Stored data
- - - - - - -

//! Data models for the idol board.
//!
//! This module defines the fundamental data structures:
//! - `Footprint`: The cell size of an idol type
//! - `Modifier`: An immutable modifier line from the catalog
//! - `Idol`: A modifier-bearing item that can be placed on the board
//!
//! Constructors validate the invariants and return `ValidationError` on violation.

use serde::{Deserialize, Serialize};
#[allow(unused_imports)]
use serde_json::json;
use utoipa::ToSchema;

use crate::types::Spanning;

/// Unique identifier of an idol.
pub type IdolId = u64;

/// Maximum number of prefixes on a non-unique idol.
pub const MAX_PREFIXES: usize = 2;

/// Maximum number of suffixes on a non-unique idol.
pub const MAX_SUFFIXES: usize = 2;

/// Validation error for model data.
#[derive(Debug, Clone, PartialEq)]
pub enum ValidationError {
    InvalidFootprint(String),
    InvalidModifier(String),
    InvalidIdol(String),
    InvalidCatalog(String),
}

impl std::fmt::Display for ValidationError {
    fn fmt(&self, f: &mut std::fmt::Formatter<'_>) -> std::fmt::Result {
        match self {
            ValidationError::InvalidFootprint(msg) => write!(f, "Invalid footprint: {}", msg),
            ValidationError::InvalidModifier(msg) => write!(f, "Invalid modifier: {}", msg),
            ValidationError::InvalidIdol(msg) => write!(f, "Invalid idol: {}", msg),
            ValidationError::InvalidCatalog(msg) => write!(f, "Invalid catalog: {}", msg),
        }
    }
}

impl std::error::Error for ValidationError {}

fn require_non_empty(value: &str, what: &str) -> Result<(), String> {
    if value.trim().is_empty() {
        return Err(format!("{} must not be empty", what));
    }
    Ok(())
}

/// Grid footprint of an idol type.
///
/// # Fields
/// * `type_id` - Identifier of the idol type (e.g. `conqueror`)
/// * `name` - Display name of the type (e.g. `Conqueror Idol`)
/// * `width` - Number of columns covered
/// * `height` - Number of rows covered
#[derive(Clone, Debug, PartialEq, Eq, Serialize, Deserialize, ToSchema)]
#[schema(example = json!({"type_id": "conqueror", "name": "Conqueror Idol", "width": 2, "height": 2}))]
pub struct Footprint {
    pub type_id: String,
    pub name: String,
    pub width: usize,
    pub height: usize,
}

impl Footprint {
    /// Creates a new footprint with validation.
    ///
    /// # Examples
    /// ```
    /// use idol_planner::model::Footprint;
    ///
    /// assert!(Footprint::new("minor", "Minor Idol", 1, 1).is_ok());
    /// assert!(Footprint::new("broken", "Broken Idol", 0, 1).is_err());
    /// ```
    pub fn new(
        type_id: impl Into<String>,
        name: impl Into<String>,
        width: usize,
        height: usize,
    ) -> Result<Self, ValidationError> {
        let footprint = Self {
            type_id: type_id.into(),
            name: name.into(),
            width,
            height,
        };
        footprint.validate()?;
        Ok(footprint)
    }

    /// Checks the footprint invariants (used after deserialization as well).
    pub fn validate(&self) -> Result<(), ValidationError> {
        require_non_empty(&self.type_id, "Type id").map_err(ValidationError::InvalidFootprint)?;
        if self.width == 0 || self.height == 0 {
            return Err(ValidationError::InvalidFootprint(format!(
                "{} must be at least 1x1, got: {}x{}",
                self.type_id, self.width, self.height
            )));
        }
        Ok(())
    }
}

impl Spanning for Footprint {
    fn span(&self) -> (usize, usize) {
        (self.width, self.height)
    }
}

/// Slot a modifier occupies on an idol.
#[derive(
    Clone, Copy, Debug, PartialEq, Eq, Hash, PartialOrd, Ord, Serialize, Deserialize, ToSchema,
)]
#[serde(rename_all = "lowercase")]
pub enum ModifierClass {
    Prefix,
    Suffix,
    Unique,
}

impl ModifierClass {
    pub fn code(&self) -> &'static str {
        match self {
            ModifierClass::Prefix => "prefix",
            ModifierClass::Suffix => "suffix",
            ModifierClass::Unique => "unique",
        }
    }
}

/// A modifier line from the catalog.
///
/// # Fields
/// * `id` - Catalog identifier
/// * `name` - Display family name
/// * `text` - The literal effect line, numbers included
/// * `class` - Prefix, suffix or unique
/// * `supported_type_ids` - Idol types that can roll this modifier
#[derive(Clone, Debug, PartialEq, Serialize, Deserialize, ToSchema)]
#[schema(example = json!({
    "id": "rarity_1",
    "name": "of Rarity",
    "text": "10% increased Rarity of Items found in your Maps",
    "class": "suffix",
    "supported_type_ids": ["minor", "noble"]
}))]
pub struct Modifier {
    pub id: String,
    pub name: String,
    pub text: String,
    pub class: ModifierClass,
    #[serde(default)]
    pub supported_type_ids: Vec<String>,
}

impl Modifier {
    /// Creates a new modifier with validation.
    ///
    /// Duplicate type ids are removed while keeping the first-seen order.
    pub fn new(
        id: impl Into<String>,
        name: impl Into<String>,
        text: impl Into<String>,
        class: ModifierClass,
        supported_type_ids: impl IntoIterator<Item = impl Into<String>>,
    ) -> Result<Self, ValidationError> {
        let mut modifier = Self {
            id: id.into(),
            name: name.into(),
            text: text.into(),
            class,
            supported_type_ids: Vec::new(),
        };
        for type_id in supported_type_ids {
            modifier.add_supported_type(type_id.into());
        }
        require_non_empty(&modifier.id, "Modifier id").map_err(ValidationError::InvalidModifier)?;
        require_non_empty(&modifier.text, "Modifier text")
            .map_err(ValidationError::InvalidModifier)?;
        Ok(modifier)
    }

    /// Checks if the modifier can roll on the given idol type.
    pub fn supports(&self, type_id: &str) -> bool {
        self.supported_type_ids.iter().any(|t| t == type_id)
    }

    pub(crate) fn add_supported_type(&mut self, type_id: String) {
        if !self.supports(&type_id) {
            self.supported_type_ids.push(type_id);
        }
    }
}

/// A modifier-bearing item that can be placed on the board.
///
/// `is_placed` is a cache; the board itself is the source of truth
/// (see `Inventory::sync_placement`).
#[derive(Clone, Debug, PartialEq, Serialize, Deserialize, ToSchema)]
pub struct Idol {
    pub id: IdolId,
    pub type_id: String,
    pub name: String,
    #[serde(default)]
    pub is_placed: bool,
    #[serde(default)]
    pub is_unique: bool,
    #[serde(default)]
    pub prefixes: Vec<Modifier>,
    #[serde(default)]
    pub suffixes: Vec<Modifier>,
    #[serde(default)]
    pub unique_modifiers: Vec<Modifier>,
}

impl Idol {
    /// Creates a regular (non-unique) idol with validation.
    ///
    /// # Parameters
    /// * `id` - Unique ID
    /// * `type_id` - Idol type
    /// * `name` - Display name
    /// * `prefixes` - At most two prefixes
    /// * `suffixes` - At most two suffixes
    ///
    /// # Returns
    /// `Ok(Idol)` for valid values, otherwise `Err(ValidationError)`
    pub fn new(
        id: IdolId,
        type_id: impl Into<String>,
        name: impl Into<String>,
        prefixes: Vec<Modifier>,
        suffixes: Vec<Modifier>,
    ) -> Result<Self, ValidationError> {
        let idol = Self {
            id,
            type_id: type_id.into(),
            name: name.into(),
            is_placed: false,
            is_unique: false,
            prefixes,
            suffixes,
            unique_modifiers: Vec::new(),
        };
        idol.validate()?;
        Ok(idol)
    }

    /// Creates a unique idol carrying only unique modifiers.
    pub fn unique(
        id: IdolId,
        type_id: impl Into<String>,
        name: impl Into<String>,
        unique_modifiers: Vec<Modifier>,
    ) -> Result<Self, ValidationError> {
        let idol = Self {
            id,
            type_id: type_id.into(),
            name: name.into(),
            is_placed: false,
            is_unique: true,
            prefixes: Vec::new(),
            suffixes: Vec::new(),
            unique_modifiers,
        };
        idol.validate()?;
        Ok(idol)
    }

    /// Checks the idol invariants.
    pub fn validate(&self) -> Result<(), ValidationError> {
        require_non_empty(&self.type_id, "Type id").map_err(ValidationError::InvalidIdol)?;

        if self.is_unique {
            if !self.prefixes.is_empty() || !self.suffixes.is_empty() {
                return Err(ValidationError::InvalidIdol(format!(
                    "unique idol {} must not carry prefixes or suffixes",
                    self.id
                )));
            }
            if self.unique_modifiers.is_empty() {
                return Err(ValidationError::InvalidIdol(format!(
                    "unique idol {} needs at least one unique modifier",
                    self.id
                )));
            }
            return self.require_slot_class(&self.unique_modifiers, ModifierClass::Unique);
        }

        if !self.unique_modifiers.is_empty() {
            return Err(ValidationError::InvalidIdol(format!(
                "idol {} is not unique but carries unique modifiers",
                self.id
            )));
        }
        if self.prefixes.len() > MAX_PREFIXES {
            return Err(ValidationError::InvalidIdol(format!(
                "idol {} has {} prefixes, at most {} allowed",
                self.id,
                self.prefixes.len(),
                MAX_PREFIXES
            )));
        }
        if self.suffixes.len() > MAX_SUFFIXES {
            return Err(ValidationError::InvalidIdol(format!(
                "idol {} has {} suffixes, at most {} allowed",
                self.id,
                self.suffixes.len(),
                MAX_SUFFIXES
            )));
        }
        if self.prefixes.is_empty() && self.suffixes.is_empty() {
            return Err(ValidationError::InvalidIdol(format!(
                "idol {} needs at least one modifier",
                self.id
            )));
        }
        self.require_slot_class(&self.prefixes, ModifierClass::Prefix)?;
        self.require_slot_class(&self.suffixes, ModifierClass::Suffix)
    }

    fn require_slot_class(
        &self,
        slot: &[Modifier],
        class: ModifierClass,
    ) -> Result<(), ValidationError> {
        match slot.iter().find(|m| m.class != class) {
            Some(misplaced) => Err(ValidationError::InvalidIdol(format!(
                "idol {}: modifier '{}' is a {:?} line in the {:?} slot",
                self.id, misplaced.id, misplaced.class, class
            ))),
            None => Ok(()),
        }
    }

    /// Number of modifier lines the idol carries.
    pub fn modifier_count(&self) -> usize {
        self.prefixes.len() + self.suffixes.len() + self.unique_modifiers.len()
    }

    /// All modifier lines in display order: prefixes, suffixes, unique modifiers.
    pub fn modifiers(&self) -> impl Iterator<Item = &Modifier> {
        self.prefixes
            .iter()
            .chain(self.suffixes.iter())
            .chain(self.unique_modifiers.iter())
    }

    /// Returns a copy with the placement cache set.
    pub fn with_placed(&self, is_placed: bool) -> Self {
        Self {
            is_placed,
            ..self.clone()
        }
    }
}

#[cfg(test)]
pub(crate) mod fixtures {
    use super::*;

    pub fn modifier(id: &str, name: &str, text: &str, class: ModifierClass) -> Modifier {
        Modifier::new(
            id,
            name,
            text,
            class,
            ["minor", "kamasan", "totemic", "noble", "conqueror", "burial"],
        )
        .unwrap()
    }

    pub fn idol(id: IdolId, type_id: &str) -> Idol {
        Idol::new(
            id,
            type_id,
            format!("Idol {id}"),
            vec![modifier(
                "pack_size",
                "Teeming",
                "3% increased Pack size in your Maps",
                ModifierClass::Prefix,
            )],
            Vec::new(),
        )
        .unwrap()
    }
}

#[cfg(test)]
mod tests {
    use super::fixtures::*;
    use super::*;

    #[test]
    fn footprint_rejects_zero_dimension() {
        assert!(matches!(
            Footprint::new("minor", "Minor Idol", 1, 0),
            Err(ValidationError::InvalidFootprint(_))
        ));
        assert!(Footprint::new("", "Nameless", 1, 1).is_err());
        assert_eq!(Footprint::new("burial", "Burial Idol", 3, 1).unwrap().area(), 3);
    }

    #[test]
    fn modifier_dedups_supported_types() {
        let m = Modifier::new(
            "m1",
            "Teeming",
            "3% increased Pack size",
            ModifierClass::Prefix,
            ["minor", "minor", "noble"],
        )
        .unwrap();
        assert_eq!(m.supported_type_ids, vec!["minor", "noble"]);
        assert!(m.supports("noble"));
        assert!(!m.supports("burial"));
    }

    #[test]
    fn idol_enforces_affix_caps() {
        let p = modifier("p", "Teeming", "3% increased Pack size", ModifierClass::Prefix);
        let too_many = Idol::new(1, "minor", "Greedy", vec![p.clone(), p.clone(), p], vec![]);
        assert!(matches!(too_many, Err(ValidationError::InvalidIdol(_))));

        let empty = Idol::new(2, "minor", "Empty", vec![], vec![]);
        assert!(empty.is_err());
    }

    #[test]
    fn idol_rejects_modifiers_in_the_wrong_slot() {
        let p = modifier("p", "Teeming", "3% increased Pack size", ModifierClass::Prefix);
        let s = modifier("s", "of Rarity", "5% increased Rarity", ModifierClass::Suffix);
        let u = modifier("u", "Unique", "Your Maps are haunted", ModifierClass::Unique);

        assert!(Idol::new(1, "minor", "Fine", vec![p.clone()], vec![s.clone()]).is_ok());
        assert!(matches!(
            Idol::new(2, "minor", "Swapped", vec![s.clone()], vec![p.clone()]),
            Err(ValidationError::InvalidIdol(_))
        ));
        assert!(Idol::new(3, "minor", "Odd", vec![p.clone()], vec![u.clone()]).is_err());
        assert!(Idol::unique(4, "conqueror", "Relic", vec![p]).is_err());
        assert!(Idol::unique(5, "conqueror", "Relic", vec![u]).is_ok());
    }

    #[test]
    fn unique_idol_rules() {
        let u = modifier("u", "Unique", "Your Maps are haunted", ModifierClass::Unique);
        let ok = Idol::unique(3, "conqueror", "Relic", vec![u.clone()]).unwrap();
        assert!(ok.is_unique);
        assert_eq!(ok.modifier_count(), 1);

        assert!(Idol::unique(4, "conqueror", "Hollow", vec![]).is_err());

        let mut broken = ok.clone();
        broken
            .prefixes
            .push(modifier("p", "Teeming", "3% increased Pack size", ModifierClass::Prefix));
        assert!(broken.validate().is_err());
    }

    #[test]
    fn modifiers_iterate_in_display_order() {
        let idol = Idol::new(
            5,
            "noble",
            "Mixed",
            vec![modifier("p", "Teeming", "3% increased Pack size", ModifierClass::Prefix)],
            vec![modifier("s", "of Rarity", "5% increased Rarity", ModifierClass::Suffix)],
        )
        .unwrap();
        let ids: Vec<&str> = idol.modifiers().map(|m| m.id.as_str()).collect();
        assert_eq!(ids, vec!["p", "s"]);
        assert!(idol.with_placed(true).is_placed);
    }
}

- - - - - - -

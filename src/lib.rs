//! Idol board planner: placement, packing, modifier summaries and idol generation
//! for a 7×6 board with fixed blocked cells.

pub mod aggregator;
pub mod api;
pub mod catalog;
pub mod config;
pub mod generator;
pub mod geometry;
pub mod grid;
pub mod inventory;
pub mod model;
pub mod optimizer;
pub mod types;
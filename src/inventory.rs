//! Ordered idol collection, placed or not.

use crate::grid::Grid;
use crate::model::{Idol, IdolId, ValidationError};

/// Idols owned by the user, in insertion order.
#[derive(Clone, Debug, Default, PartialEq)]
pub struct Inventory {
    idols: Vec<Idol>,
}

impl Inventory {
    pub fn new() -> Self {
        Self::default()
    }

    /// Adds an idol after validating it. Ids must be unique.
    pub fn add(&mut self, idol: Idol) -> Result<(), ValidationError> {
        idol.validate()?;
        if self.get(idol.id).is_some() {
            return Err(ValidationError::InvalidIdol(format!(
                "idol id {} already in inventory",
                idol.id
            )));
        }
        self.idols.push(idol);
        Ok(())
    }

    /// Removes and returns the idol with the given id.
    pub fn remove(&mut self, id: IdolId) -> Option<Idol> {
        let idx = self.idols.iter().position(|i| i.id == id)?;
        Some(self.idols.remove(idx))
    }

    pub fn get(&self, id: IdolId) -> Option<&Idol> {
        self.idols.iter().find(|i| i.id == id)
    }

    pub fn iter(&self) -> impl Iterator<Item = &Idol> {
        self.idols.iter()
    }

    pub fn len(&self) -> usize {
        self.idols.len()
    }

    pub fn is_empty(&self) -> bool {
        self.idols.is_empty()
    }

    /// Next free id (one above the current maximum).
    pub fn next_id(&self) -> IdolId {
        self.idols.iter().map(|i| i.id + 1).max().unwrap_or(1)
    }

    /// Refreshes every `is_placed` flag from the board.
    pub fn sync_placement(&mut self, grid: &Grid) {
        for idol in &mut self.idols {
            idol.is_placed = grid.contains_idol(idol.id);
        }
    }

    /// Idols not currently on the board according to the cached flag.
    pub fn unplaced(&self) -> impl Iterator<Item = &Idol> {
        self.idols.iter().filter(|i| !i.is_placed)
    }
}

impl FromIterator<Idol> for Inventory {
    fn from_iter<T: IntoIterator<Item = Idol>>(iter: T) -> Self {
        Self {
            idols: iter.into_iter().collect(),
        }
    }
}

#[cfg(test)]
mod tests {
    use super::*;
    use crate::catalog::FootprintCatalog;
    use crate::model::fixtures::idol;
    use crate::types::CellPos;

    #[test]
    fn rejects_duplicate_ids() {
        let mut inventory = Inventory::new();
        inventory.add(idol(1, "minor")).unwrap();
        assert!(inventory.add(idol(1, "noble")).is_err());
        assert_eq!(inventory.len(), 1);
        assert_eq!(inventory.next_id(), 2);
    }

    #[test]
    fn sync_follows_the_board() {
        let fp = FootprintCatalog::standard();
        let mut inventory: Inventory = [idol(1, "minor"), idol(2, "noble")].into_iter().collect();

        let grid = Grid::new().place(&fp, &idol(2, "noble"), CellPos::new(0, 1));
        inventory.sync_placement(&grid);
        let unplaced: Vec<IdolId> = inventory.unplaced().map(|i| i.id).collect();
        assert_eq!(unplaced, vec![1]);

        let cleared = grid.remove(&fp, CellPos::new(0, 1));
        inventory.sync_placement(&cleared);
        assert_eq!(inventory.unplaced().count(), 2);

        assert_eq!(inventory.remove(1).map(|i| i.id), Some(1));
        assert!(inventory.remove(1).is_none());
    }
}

- - - - - - -

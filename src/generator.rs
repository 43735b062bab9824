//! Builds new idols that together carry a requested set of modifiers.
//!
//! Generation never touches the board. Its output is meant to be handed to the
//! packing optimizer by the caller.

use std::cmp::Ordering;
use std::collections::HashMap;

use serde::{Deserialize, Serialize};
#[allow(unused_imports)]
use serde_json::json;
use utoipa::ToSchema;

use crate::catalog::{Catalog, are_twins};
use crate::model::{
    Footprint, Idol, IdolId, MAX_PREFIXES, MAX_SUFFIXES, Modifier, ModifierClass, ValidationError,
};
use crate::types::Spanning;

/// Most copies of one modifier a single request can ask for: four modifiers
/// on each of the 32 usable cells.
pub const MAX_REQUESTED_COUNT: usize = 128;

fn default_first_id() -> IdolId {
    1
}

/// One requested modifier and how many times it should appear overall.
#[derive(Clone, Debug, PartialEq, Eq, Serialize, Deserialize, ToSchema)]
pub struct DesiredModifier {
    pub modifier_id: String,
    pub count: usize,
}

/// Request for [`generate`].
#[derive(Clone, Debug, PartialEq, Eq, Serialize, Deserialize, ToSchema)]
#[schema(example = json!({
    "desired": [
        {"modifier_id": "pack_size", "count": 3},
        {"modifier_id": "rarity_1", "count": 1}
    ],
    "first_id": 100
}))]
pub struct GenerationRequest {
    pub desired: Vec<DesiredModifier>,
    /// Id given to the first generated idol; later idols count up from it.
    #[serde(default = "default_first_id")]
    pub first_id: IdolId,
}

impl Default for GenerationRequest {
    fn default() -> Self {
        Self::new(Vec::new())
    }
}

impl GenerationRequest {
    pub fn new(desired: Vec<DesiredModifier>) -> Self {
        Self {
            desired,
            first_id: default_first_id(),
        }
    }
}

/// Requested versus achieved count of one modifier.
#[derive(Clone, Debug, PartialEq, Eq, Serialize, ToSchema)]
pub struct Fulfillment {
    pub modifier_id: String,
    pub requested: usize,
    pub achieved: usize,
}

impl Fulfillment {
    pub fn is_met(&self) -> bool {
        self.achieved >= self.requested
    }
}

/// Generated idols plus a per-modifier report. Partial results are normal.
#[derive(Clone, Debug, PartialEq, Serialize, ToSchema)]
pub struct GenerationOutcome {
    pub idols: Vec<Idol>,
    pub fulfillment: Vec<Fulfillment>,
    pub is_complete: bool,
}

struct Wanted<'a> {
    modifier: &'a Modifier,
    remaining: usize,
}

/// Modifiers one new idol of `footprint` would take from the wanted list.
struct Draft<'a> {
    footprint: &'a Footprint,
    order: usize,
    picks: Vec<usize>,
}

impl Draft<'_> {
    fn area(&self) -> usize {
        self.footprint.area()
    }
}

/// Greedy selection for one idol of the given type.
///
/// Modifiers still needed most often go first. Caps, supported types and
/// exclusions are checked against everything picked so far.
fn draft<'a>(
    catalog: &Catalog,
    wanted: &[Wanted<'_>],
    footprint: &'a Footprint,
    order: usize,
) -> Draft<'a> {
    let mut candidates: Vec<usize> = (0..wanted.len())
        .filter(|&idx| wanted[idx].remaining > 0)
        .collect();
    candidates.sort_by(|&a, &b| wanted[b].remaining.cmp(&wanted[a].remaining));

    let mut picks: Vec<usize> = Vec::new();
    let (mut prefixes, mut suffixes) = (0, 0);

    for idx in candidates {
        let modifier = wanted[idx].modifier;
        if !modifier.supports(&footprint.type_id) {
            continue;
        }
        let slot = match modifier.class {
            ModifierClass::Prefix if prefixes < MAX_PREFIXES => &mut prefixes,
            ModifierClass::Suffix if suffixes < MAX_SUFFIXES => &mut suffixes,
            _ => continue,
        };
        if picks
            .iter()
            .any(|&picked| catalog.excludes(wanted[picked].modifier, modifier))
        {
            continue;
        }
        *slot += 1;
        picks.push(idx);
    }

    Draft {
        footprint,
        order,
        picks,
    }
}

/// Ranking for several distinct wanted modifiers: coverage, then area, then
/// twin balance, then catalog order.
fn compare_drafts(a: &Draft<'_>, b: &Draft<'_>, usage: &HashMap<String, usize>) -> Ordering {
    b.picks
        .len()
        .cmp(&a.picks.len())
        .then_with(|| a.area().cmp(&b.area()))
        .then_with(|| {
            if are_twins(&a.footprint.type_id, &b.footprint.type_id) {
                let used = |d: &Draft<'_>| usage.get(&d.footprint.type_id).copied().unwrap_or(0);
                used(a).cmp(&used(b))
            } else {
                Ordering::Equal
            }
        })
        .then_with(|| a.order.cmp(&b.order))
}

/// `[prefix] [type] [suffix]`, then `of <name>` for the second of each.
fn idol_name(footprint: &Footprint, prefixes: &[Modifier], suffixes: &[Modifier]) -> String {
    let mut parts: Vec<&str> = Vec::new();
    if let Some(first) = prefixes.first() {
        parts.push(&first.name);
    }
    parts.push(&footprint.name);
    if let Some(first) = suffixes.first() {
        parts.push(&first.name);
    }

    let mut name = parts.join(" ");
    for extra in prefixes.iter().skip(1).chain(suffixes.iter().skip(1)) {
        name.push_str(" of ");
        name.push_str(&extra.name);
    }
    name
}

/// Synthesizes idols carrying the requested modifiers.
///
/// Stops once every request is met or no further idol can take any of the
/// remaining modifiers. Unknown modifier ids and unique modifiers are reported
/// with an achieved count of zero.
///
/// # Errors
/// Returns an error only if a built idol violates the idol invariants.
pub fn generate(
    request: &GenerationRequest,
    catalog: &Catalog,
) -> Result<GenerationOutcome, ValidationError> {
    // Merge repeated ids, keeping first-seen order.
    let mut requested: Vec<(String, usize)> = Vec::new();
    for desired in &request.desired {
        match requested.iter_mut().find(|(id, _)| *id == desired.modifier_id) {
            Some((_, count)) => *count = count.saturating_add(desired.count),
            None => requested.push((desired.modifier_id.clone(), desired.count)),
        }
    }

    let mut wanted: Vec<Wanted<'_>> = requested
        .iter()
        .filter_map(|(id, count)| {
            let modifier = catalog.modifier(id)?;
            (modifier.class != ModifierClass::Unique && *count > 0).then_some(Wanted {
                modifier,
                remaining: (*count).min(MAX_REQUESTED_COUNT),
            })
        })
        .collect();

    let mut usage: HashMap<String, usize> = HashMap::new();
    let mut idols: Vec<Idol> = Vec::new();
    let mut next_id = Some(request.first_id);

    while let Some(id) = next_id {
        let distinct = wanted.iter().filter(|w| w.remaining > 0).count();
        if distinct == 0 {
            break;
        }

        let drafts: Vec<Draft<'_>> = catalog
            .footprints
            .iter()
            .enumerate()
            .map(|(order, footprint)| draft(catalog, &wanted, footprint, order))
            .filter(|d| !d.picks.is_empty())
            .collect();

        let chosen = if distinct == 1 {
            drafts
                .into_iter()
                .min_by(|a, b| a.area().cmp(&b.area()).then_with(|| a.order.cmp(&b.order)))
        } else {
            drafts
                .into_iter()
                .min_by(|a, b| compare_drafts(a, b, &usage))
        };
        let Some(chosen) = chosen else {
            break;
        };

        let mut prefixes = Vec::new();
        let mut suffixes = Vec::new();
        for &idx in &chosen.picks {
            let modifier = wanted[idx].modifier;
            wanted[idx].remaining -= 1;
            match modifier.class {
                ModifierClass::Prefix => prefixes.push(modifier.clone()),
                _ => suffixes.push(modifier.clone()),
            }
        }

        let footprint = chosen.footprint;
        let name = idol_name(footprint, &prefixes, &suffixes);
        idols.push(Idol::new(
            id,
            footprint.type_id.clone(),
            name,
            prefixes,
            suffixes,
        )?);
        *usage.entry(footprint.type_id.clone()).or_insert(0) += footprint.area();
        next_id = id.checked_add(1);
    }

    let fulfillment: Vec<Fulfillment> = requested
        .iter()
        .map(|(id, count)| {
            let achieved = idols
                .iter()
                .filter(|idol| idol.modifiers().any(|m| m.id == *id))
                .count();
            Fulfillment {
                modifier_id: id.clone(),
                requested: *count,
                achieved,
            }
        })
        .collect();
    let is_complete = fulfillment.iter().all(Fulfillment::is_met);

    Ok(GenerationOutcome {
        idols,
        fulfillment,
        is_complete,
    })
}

- - - - - - -

= WHAT IS EXPECTED =
The answer must be every line of the records above that holds the word "true".

= EXERCISE RESPONSE =
            is_unique: true,
        assert!(idol.with_placed(true).is_placed);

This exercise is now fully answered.